## Exercise data

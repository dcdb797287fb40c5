//! View models: immutable, declarative descriptions of what should be on screen.
//!
//! A [`ViewModel`] is never mutated once built; a new snapshot replaces the old one wholesale and
//! the two are reconciled by the [diff engine](crate::diff).

use core::any::Any;
use core::fmt;
use std::collections::BTreeMap;
use std::sync::Arc;

/// Stable identity of an item; the same identity in two snapshots denotes the same logical row.
#[derive(Debug, Clone, PartialEq, Eq, PartialOrd, Ord, Hash)]
pub struct ItemId(Arc<str>);

impl ItemId {
    pub fn new(id: impl Into<Arc<str>>) -> ItemId {
        ItemId(id.into())
    }

    pub fn as_str(&self) -> &str {
        &self.0
    }
}

impl fmt::Display for ItemId {
    fn fmt(&self, f: &mut fmt::Formatter) -> fmt::Result {
        f.write_str(&self.0)
    }
}

impl From<&str> for ItemId {
    fn from(id: &str) -> ItemId {
        ItemId::new(id)
    }
}

impl From<String> for ItemId {
    fn from(id: String) -> ItemId {
        ItemId::new(id)
    }
}

/// A component category, used to look up a factory in the registry.
#[derive(Debug, Clone, PartialEq, Eq, PartialOrd, Ord, Hash)]
pub struct Category(Arc<str>);

impl Category {
    pub fn new(name: impl Into<Arc<str>>) -> Category {
        Category(name.into())
    }

    pub fn as_str(&self) -> &str {
        &self.0
    }
}

impl fmt::Display for Category {
    fn fmt(&self, f: &mut fmt::Formatter) -> fmt::Result {
        f.write_str(&self.0)
    }
}

impl From<&str> for Category {
    fn from(name: &str) -> Category {
        Category::new(name)
    }
}

/// Arbitrary typed data attached to an item.
///
/// Implemented for every `PartialEq + Debug + Send + Sync` type; payloads of different concrete
/// types are never equal.
pub trait Payload: Any + fmt::Debug + Send + Sync {
    /// For downcasting.
    fn as_any(&self) -> &dyn Any;

    /// Compares this payload to another by value; used for diffing.
    fn payload_eq(&self, other: &dyn Payload) -> bool;
}

impl<T: Any + PartialEq + fmt::Debug + Send + Sync> Payload for T {
    fn as_any(&self) -> &dyn Any {
        self
    }

    fn payload_eq(&self, other: &dyn Payload) -> bool {
        match other.as_any().downcast_ref::<T>() {
            Some(other) => self == other,
            None => false,
        }
    }
}

/// Named image slot on a component.
#[derive(Debug, Clone, PartialEq, Eq, PartialOrd, Ord, Hash)]
pub enum ImageSlot {
    Main,
    Background,
    Custom(Arc<str>),
}

impl ImageSlot {
    pub fn custom(name: impl Into<Arc<str>>) -> ImageSlot {
        ImageSlot::Custom(name.into())
    }
}

/// Where an image comes from.
#[derive(Debug, Clone, PartialEq, Eq, Hash)]
pub struct ImageDescriptor {
    /// Opaque source (usually a URL) handed to the image loader.
    pub source: Arc<str>,
    /// Optional local placeholder to show until the image arrives.
    pub placeholder: Option<Arc<str>>,
}

impl ImageDescriptor {
    pub fn new(source: impl Into<Arc<str>>) -> ImageDescriptor {
        ImageDescriptor {
            source: source.into(),
            placeholder: None,
        }
    }

    pub fn with_placeholder(mut self, placeholder: impl Into<Arc<str>>) -> ImageDescriptor {
        self.placeholder = Some(placeholder.into());
        self
    }
}

/// One row of a view model.
#[derive(Clone)]
pub struct ItemModel {
    id: ItemId,
    category: Category,
    payload: Arc<dyn Payload>,
    images: BTreeMap<ImageSlot, ImageDescriptor>,
    target: Option<Arc<str>>,
}

impl ItemModel {
    /// Creates an item with an empty payload.
    pub fn new(id: impl Into<ItemId>, category: impl Into<Category>) -> ItemModel {
        ItemModel {
            id: id.into(),
            category: category.into(),
            payload: Arc::new(()),
            images: BTreeMap::new(),
            target: None,
        }
    }

    pub fn with_payload<T: Payload>(mut self, payload: T) -> ItemModel {
        self.payload = Arc::new(payload);
        self
    }

    pub fn with_image(mut self, slot: ImageSlot, descriptor: ImageDescriptor) -> ItemModel {
        self.images.insert(slot, descriptor);
        self
    }

    /// Sets the opaque target reported when the item is selected.
    pub fn with_target(mut self, target: impl Into<Arc<str>>) -> ItemModel {
        self.target = Some(target.into());
        self
    }

    pub fn id(&self) -> &ItemId {
        &self.id
    }

    pub fn category(&self) -> &Category {
        &self.category
    }

    pub fn payload(&self) -> &dyn Payload {
        &*self.payload
    }

    /// Returns the payload if it is of type `T`.
    pub fn payload_as<T: Any>(&self) -> Option<&T> {
        self.payload.as_any().downcast_ref::<T>()
    }

    pub fn images(&self) -> &BTreeMap<ImageSlot, ImageDescriptor> {
        &self.images
    }

    pub fn image(&self, slot: &ImageSlot) -> Option<&ImageDescriptor> {
        self.images.get(slot)
    }

    pub fn target(&self) -> Option<&str> {
        self.target.as_deref()
    }

    /// True if everything except the identity is equal.
    pub fn content_eq(&self, other: &ItemModel) -> bool {
        self.category == other.category
            && (Arc::ptr_eq(&self.payload, &other.payload)
                || self.payload.payload_eq(&*other.payload))
            && self.images == other.images
            && self.target == other.target
    }
}

impl PartialEq for ItemModel {
    fn eq(&self, other: &ItemModel) -> bool {
        self.id == other.id && self.content_eq(other)
    }
}

impl fmt::Debug for ItemModel {
    fn fmt(&self, f: &mut fmt::Formatter) -> fmt::Result {
        f.debug_struct("ItemModel")
            .field("id", &self.id)
            .field("category", &self.category)
            .field("payload", &self.payload)
            .field("images", &self.images)
            .field("target", &self.target)
            .finish()
    }
}

/// An immutable view model snapshot.
#[derive(Debug, Clone, PartialEq)]
pub struct ViewModel {
    id: Arc<str>,
    title: Option<Arc<str>>,
    header: Option<ItemModel>,
    overlay: Option<ItemModel>,
    items: Vec<ItemModel>,
    has_more: bool,
}

impl ViewModel {
    pub fn builder(id: impl Into<Arc<str>>) -> ViewModelBuilder {
        ViewModelBuilder {
            model: ViewModel {
                id: id.into(),
                title: None,
                header: None,
                overlay: None,
                items: Vec::new(),
                has_more: false,
            },
        }
    }

    /// The empty tree that an initial load is diffed against.
    pub fn empty() -> ViewModel {
        ViewModel::builder("").build()
    }

    pub fn id(&self) -> &str {
        &self.id
    }

    pub fn title(&self) -> Option<&str> {
        self.title.as_deref()
    }

    pub fn header(&self) -> Option<&ItemModel> {
        self.header.as_ref()
    }

    pub fn overlay(&self) -> Option<&ItemModel> {
        self.overlay.as_ref()
    }

    pub fn items(&self) -> &[ItemModel] {
        &self.items
    }

    /// Whether the loader can provide more trailing content.
    pub fn has_more(&self) -> bool {
        self.has_more
    }

    pub fn index_of(&self, id: &ItemId) -> Option<usize> {
        self.items.iter().position(|item| item.id() == id)
    }
}

/// Assembles a [`ViewModel`].
#[derive(Debug)]
pub struct ViewModelBuilder {
    model: ViewModel,
}

impl ViewModelBuilder {
    pub fn title(mut self, title: impl Into<Arc<str>>) -> Self {
        self.model.title = Some(title.into());
        self
    }

    pub fn header(mut self, header: ItemModel) -> Self {
        self.model.header = Some(header);
        self
    }

    pub fn overlay(mut self, overlay: ItemModel) -> Self {
        self.model.overlay = Some(overlay);
        self
    }

    pub fn item(mut self, item: ItemModel) -> Self {
        self.model.items.push(item);
        self
    }

    pub fn items(mut self, items: impl IntoIterator<Item = ItemModel>) -> Self {
        self.model.items.extend(items);
        self
    }

    pub fn has_more(mut self, has_more: bool) -> Self {
        self.model.has_more = has_more;
        self
    }

    pub fn build(self) -> ViewModel {
        self.model
    }
}

#[cfg(test)]
mod tests {
    use super::*;

    #[derive(Debug, PartialEq)]
    struct Track {
        title: &'static str,
    }

    #[test]
    fn test_payloads_compare_by_value_and_type() {
        let a = ItemModel::new("1", "row").with_payload(Track { title: "a" });
        let b = ItemModel::new("1", "row").with_payload(Track { title: "a" });
        let c = ItemModel::new("1", "row").with_payload(Track { title: "c" });
        let d = ItemModel::new("1", "row").with_payload("a");

        assert!(a.content_eq(&b));
        assert!(!a.content_eq(&c));
        assert!(!a.content_eq(&d), "payloads of different types are never equal");
        assert_eq!(a.payload_as::<Track>().map(|t| t.title), Some("a"));
        assert!(a.payload_as::<String>().is_none());
    }

    #[test]
    fn test_images_and_category_participate_in_equality() {
        let a = ItemModel::new("1", "row").with_image(ImageSlot::Main, ImageDescriptor::new("x"));
        let b = ItemModel::new("1", "row").with_image(ImageSlot::Main, ImageDescriptor::new("y"));
        let c = ItemModel::new("1", "card").with_image(ImageSlot::Main, ImageDescriptor::new("x"));
        assert!(!a.content_eq(&b));
        assert!(!a.content_eq(&c));
        assert_eq!(a.image(&ImageSlot::Main).map(|d| &*d.source), Some("x"));
    }

    #[test]
    fn test_builder_keeps_item_order() {
        let model = ViewModel::builder("home")
            .title("Home")
            .header(ItemModel::new("h", "header"))
            .items(vec![ItemModel::new("a", "row"), ItemModel::new("b", "row")])
            .item(ItemModel::new("c", "row"))
            .has_more(true)
            .build();

        let ids: Vec<_> = model.items().iter().map(|i| i.id().as_str()).collect();
        assert_eq!(ids, ["a", "b", "c"]);
        assert_eq!(model.title(), Some("Home"));
        assert_eq!(model.index_of(&"b".into()), Some(1));
        assert!(model.has_more());
        assert!(model.overlay().is_none());
    }
}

## What you need to do
Set the material down exactly as written, starting at its first line. The line containing "one wholesale and" is the last one to include.

## Worked solution
repository dcdb797287fb40c5
//! View models: immutable, declarative descriptions of what should be on screen.
//!
//! A [`ViewModel`] is never mutated once built; a new snapshot replaces the old one wholesale and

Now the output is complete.